◆ ASSIGNED TASK
Scan the records below for the line containing "let (_, body)" and the line containing "let rejected = admit(&state).err().unwrap();". Copy both, plus every line between, exactly.
Start of Block
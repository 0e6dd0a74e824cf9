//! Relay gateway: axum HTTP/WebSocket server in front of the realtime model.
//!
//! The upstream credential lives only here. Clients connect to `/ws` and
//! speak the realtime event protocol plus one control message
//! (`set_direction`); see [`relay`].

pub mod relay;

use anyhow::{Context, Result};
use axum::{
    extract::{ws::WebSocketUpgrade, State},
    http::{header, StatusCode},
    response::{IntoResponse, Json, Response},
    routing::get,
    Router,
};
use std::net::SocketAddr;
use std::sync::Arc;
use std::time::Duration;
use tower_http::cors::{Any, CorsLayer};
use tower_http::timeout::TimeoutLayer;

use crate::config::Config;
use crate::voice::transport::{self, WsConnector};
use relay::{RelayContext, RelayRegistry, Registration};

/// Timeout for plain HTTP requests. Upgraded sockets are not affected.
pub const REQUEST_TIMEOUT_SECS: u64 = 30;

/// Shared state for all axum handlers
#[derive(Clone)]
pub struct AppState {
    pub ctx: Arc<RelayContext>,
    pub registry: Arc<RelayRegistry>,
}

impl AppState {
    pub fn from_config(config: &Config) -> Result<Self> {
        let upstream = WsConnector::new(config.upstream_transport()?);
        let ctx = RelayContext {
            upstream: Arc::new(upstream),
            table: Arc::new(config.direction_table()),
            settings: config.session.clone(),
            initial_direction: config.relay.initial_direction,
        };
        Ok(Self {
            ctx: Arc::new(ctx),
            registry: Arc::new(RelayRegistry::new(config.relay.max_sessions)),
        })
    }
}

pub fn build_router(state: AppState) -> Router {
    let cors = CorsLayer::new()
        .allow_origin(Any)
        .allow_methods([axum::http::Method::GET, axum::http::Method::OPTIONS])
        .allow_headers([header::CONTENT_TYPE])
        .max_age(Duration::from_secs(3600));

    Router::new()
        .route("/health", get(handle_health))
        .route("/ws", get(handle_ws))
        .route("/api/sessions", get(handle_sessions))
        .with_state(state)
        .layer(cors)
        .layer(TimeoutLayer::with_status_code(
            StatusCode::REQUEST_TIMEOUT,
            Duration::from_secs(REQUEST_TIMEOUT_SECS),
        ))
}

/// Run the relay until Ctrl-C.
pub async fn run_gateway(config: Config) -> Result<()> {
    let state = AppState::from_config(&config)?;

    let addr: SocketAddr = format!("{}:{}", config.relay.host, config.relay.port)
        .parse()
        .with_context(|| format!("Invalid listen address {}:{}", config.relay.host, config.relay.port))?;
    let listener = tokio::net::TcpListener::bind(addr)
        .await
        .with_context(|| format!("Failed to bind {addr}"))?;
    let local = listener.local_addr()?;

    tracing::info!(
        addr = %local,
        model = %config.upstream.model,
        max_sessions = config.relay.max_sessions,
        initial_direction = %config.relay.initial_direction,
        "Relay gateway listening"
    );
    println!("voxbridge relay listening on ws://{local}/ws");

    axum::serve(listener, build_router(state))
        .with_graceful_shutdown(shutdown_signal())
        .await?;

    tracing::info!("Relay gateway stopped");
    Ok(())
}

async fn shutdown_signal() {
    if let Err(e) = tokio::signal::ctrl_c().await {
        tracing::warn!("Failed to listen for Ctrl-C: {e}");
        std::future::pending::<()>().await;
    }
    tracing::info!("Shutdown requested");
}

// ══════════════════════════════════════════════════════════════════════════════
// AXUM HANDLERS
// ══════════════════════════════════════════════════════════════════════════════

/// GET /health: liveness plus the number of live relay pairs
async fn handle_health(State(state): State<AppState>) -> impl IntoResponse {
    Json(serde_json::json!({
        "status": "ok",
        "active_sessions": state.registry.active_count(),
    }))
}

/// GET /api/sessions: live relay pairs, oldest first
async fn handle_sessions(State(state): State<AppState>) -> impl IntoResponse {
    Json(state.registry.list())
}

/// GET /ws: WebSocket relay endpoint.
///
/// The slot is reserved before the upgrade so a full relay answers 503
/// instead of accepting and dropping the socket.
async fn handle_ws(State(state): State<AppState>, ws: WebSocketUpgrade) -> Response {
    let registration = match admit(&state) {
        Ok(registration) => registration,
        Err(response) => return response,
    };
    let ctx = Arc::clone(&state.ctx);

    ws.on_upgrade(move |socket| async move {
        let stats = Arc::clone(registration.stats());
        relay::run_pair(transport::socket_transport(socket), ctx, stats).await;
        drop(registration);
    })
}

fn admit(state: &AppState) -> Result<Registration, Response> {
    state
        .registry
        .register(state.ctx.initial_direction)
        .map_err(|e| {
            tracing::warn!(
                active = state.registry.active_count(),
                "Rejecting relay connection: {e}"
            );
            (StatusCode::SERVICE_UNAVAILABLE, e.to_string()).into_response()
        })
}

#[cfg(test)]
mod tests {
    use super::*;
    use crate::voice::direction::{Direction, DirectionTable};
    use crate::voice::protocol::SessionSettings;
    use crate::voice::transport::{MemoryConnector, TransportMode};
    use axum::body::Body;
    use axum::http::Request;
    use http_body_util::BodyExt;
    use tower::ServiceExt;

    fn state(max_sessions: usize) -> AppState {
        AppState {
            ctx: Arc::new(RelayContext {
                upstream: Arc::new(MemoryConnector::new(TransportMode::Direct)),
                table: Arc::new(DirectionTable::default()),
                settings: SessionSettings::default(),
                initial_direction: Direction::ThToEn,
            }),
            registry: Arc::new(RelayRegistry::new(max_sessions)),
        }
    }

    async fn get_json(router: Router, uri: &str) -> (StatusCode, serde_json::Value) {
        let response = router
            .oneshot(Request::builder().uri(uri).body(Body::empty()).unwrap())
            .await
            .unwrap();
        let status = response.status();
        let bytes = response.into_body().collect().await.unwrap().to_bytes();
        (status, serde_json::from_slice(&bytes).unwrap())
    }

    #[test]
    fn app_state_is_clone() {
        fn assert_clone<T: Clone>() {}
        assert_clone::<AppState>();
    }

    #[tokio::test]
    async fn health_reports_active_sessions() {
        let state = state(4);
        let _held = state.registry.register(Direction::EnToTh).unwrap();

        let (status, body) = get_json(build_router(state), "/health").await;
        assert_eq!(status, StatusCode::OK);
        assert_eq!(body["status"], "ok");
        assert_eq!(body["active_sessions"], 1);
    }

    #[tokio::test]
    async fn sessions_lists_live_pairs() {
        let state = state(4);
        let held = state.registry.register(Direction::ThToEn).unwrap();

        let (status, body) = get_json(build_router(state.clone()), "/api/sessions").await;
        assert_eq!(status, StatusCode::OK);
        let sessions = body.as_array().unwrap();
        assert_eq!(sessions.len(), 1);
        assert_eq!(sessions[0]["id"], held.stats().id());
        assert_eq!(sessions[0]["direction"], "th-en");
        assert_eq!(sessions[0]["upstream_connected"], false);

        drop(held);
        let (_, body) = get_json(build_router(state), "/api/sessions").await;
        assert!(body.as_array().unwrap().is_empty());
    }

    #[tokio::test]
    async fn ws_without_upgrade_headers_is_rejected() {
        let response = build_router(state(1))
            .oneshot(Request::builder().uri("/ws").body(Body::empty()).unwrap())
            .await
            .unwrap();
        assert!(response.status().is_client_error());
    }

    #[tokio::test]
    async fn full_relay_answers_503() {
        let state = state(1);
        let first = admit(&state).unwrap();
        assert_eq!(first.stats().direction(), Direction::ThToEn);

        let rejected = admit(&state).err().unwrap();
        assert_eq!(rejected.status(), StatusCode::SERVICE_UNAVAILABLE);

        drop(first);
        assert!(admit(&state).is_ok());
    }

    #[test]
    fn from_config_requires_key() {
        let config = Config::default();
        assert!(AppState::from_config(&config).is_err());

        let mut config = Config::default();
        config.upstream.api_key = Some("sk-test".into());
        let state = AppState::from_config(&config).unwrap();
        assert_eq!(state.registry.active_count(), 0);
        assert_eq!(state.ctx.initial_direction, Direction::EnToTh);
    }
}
End of Block
◆ ANSWER BELOW
        let (_, body) = get_json(build_router(state), "/api/sessions").await;
        assert!(body.as_array().unwrap().is_empty());
    }

    #[tokio::test]
    async fn ws_without_upgrade_headers_is_rejected() {
        let response = build_router(state(1))
            .oneshot(Request::builder().uri("/ws").body(Body::empty()).unwrap())
            .await
            .unwrap();
        assert!(response.status().is_client_error());
    }

    #[tokio::test]
    async fn full_relay_answers_503() {
        let state = state(1);
        let first = admit(&state).unwrap();
        assert_eq!(first.stats().direction(), Direction::ThToEn);

        let rejected = admit(&state).err().unwrap();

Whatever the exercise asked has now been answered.